Путеводитель по поэме Н.В. Гоголя «Мертвые души» (Анненкова) - страница 5

Гоголь пишет «Мертвые души» вне России. Это дает ему возможность видеть ее из «прекрасного далека» — целостно, эпически объемно. Он определит это как особенность своей творческой личности: «Уже в самой природе моей заключена способность только тогда представлять себе живо мир, когда я удалился от него. Вот почему о России я могу писать только в Риме. Только там она предстоит мне вся, во всей своей громаде» (XII, 46). Всеобъемлющий взгляд, который вырабатывает писатель, позволяет ему видеть не только бытовую и социальную конкретику жизни, но Россию как национальное целое: с богатым историческим прошлым, с потенциалом богатырства в настоящем. После «Ревизора», по признанию самого Гоголя, он почувствовал потребность сочинения, «где было бы уже не одно то, над чем следует смеяться» (VIII, 440).

Постепенно, в ходе работы, меняется понимание жанра создаваемого произведения. М. П. Погодину Гоголь замечает: «Вещь, над которой сижу и тружусь <…> не похожа ни на повесть, ни на роман» (XI, 77). Ему же сообщается, что труд будет «в несколько томов». Впервые «Мертвые души» названы поэмой в письме В. А. Жуковскому от 12 ноября 1836 г., в том, где было сказано: «Вся Русь явится в нем!». Поэтому уже на самых ранних этапах творческий процесс предполагал освоение огромного материала, связанного с национальной историей и культурой. «Не представится ли вам каких-нибудь казусов, могущих случиться при покупке мертвых душ? — спрашивал Гоголь В. А. Жуковского. Это была бы для меня славная вещь потому, как бы то ни было, но ваше воображение верно, увидит такое, что не увидит мое. Сообщите об этом Пушкину, авось либо и он найдет что-нибудь с своей стороны. Хотелось бы мне страшно вычерпать этот сюжет со всех сторон» (XI, 75). М. П. Погодина просил прислать «каталог книг» «относительно славянщины, истории и литературы» (XI, 35). Н. Я. Прокоповича одолевал просьбами сообщить и прислать то, что «вышло по части русской истории, издания Нестора, или Киевской летописи, Ипатьевской, или Хлебниковского списка» (XI, 116). В этом же письме упоминал «перевод Славянской истории Шафарика» и «описание праздников и обрядов» Снегирева (там же). Тому же адресату позже направил еще одну просьбу: «…Особенно книг относительно истории славянской и русской, русских обрядов, праздников и раскольничьих сект» (XI, 134) [8].

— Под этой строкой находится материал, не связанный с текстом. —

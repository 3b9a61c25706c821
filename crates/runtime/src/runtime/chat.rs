//! Conversation turn handling: screen, respond, log, remember.

use anyhow::{Context, Result};
use tracing::{info, instrument, warn};

use mindful_memory::{Role, VectorIndex};
use mindful_store::ChatTurn;

use crate::prompt_builder::{build_context_block, build_user_prompt};

use super::{ChatRuntime, Reply, ReplyKind};

impl ChatRuntime {
    /// Produce a reply for `message` without persisting anything.
    ///
    /// Crisis messages short-circuit to the configured crisis response and
    /// never reach memory retrieval or the model.
    #[instrument(skip(self, message, index), fields(message_len = message.len()))]
    pub async fn generate_response(
        &self,
        user_id: &str,
        message: &str,
        index: &VectorIndex,
    ) -> Result<Reply> {
        if let Some(keyword) = self.crisis.matched_keyword(message) {
            warn!(user_id, keyword, "crisis keyword detected");
            return Ok(Reply {
                text: self.config.safety.crisis_response.clone(),
                kind: ReplyKind::Crisis,
            });
        }

        let memory_cfg = &self.config.memory;
        let retrieved = self
            .memory
            .retrieve(user_id, message, index, memory_cfg.retrieval_top_k)
            .await?;
        let recent = self
            .memory
            .recent(user_id, memory_cfg.recent_window)
            .await?;
        let prompt = build_user_prompt(&build_context_block(&retrieved, &recent), message);

        let text = self
            .model
            .complete(&self.config.llm.system_prompt, &prompt)
            .await
            .context("chat model request failed")?;

        Ok(Reply {
            text,
            kind: ReplyKind::Model,
        })
    }

    /// One full chat turn for `user_id`.
    ///
    /// Turns for the same user are serialized for their whole duration.  The
    /// chat log records every turn; vector memory records only non-crisis
    /// turns, user message first.  Nothing is persisted when the model fails.
    #[instrument(skip(self, message), fields(message_len = message.len()))]
    pub async fn handle_turn(&self, user_id: &str, message: &str) -> Result<Reply> {
        let _guard = self.memory.lock_user(user_id).await;

        let mut index = self.memory.load(user_id).await?;
        let reply = self.generate_response(user_id, message, &index).await?;

        let chat_log = self.chat_log.clone();
        let turn = ChatTurn::now(user_id, message, &reply.text);
        tokio::task::spawn_blocking(move || chat_log.append(&turn))
            .await
            .context("chat log writer panicked")??;

        if !reply.is_crisis() {
            self.memory
                .store(user_id, &mut index, message, Role::User)
                .await?;
            self.memory
                .store(user_id, &mut index, &reply.text, Role::Bot)
                .await?;
            self.memory.save(user_id, &index).await?;
        }

        info!(user_id, crisis = reply.is_crisis(), vectors = index.len(), "turn complete");
        Ok(reply)
    }
}

#[cfg(test)]
mod tests {
    use std::sync::atomic::{AtomicUsize, Ordering};
    use std::sync::{Arc, Mutex};

    use anyhow::{Result, bail};
    use async_trait::async_trait;
    use tempfile::TempDir;

    use mindful_config::{AppConfig, DEFAULT_CRISIS_RESPONSE};
    use mindful_llm::{ChatModel, Embedder};
    use mindful_memory::VectorMemory;
    use mindful_store::Store;

    use crate::{ChatRuntime, ReplyKind};

    const DIM: usize = 16;

    #[derive(Default)]
    struct ScriptedModel {
        reply: String,
        fail: bool,
        prompts: Mutex<Vec<(String, String)>>,
    }

    impl ScriptedModel {
        fn replying(reply: &str) -> Self {
            Self {
                reply: reply.to_string(),
                ..Self::default()
            }
        }

        fn calls(&self) -> usize {
            self.prompts.lock().unwrap().len()
        }

        fn last_user_prompt(&self) -> String {
            self.prompts.lock().unwrap().last().unwrap().1.clone()
        }
    }

    #[async_trait]
    impl ChatModel for ScriptedModel {
        async fn complete(&self, system_prompt: &str, user_prompt: &str) -> Result<String> {
            self.prompts
                .lock()
                .unwrap()
                .push((system_prompt.to_string(), user_prompt.to_string()));
            if self.fail {
                bail!("model offline");
            }
            Ok(self.reply.clone())
        }
    }

    #[derive(Default)]
    struct WordEmbedder {
        calls: AtomicUsize,
    }

    #[async_trait]
    impl Embedder for WordEmbedder {
        fn dimension(&self) -> usize {
            DIM
        }

        async fn embed_batch(&self, texts: &[String]) -> Result<Vec<Vec<f32>>> {
            self.calls.fetch_add(1, Ordering::SeqCst);
            Ok(texts
                .iter()
                .map(|text| {
                    let mut v = vec![0.0; DIM];
                    for word in text.to_lowercase().split_whitespace() {
                        let bucket = word
                            .bytes()
                            .fold(7usize, |acc, b| acc.wrapping_mul(31).wrapping_add(b as usize));
                        v[bucket % DIM] += 1.0;
                    }
                    v
                })
                .collect())
        }
    }

    struct Harness {
        _dir: TempDir,
        runtime: ChatRuntime,
        model: Arc<ScriptedModel>,
        embedder: Arc<WordEmbedder>,
    }

    fn harness(model: ScriptedModel) -> Harness {
        let dir = TempDir::new().unwrap();
        let mut config = AppConfig::default();
        config.memory.data_dir = dir.path().join("data").display().to_string();
        config.embedding.dimension = DIM;

        let model = Arc::new(model);
        let embedder = Arc::new(WordEmbedder::default());
        let memory = Arc::new(VectorMemory::from_config(&config.memory, embedder.clone()));
        let chat_log = Store::open(dir.path().join("mindful.redb")).unwrap().chat_log();
        let runtime = ChatRuntime::new(config, model.clone(), memory, chat_log).unwrap();

        Harness {
            _dir: dir,
            runtime,
            model,
            embedder,
        }
    }

    #[tokio::test]
    async fn crisis_turn_skips_model_and_memory_but_is_logged() {
        let h = harness(ScriptedModel::replying("unused"));

        let reply = h.runtime.handle_turn("alice", "I want to END MY LIFE").await.unwrap();

        assert_eq!(reply.kind, ReplyKind::Crisis);
        assert!(reply.text.contains("https://findahelpline.com/"));
        assert_eq!(h.model.calls(), 0);
        assert_eq!(h.embedder.calls.load(Ordering::SeqCst), 0);

        let stats = h.runtime.memory().stats("alice").await.unwrap();
        assert_eq!(stats.vectors, 0);
        assert_eq!(stats.transcript_records, 0);

        let turns = h.runtime.chat_log().turns_for("alice").unwrap();
        assert_eq!(turns.len(), 1);
        assert_eq!(turns[0].bot_response, reply.text);
    }

    #[tokio::test]
    async fn crisis_after_normal_turn_returns_fixed_text_and_leaves_memory_alone() {
        let h = harness(ScriptedModel::replying("That sounds like a lot to carry."));
        h.runtime.handle_turn("alice", "I feel anxious today").await.unwrap();
        let before = h.runtime.memory().stats("alice").await.unwrap();
        assert_eq!(before.vectors, 2);
        assert_eq!(before.transcript_records, 2);

        let reply = h.runtime.handle_turn("alice", "I want to end my life").await.unwrap();

        assert_eq!(reply.kind, ReplyKind::Crisis);
        assert_eq!(reply.text, h.runtime.config.safety.crisis_response);
        assert_eq!(reply.text, DEFAULT_CRISIS_RESPONSE);
        assert_eq!(h.model.calls(), 1);
        assert_eq!(h.runtime.memory().stats("alice").await.unwrap(), before);

        let turns = h.runtime.chat_log().turns_for("alice").unwrap();
        assert_eq!(turns.len(), 2);
        assert_eq!(turns[1].user_message, "I want to end my life");
        assert_eq!(turns[1].bot_response, DEFAULT_CRISIS_RESPONSE);
    }

    #[tokio::test]
    async fn first_turn_prompt_is_bare_message() {
        let h = harness(ScriptedModel::replying("Try a slow breath in and out."));

        let reply = h.runtime.handle_turn("alice", "I feel anxious today").await.unwrap();

        assert_eq!(reply.kind, ReplyKind::Model);
        assert_eq!(reply.text, "Try a slow breath in and out.");
        assert_eq!(h.model.last_user_prompt(), "User: I feel anxious today\nChatbot:");
        let (system, _) = h.model.prompts.lock().unwrap()[0].clone();
        assert_eq!(system, h.runtime.config.llm.system_prompt);

        assert_eq!(
            h.runtime.memory().recent("alice", 10).await.unwrap(),
            "user: I feel anxious today\nbot: Try a slow breath in and out."
        );
        let stats = h.runtime.memory().stats("alice").await.unwrap();
        assert_eq!(stats.vectors, 2);
        assert_eq!(stats.transcript_records, 2);
        assert_eq!(h.runtime.chat_log().turns_for("alice").unwrap().len(), 1);
    }

    #[tokio::test]
    async fn second_turn_sees_relevant_and_recent_context() {
        let h = harness(ScriptedModel::replying("I hear you."));
        h.runtime.handle_turn("alice", "I feel anxious today").await.unwrap();

        h.runtime.handle_turn("alice", "still anxious").await.unwrap();

        let prompt = h.model.last_user_prompt();
        assert!(prompt.starts_with("Relevant context:\n"), "{prompt}");
        assert!(prompt.contains("Recent messages:\nuser: I feel anxious today\nbot: I hear you.\n\n"));
        assert!(prompt.ends_with("User: still anxious\nChatbot:"));

        let stats = h.runtime.memory().stats("alice").await.unwrap();
        assert_eq!(stats.vectors, 4);
        assert_eq!(stats.transcript_records, 4);
    }

    #[tokio::test]
    async fn users_do_not_share_memory() {
        let h = harness(ScriptedModel::replying("ok"));
        h.runtime.handle_turn("alice", "my cat is called Miso").await.unwrap();

        h.runtime.handle_turn("bob", "hello").await.unwrap();

        assert_eq!(h.model.last_user_prompt(), "User: hello\nChatbot:");
        assert!(h.runtime.chat_log().turns_for("bob").unwrap().len() == 1);
    }

    #[tokio::test]
    async fn model_failure_persists_nothing() {
        let h = harness(ScriptedModel {
            fail: true,
            ..ScriptedModel::default()
        });

        assert!(h.runtime.handle_turn("alice", "hello").await.is_err());

        assert!(h.runtime.chat_log().turns_for("alice").unwrap().is_empty());
        assert_eq!(h.runtime.memory().stats("alice").await.unwrap().transcript_records, 0);
    }

    #[tokio::test]
    async fn concurrent_turns_for_one_user_keep_index_and_transcript_aligned() {
        let h = Arc::new(harness(ScriptedModel::replying("noted")));
        let mut tasks = Vec::new();
        for i in 0..4 {
            let h = h.clone();
            tasks.push(tokio::spawn(async move {
                h.runtime.handle_turn("alice", &format!("message {i}")).await
            }));
        }
        for task in tasks {
            task.await.unwrap().unwrap();
        }

        let stats = h.runtime.memory().stats("alice").await.unwrap();
        assert_eq!(stats.vectors, 8);
        assert_eq!(stats.transcript_records, 8);
    }
}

Ю. В. Манн настаивает на том, что «Мертвые души» уже с самого начала, еще в Петербурге, ощущались Гоголем как труд необычный, единственный — главный труд его жизни. В ходе работы это ощущение не только возросло, но в нем появилось нечто новое — идея избранности, высшей предопределенности. «И ныне я чувствую, что не земная воля направляет путь мой» (XI, 46). Мысль об общественной значимости труда также укрепляется в сознании Гоголя.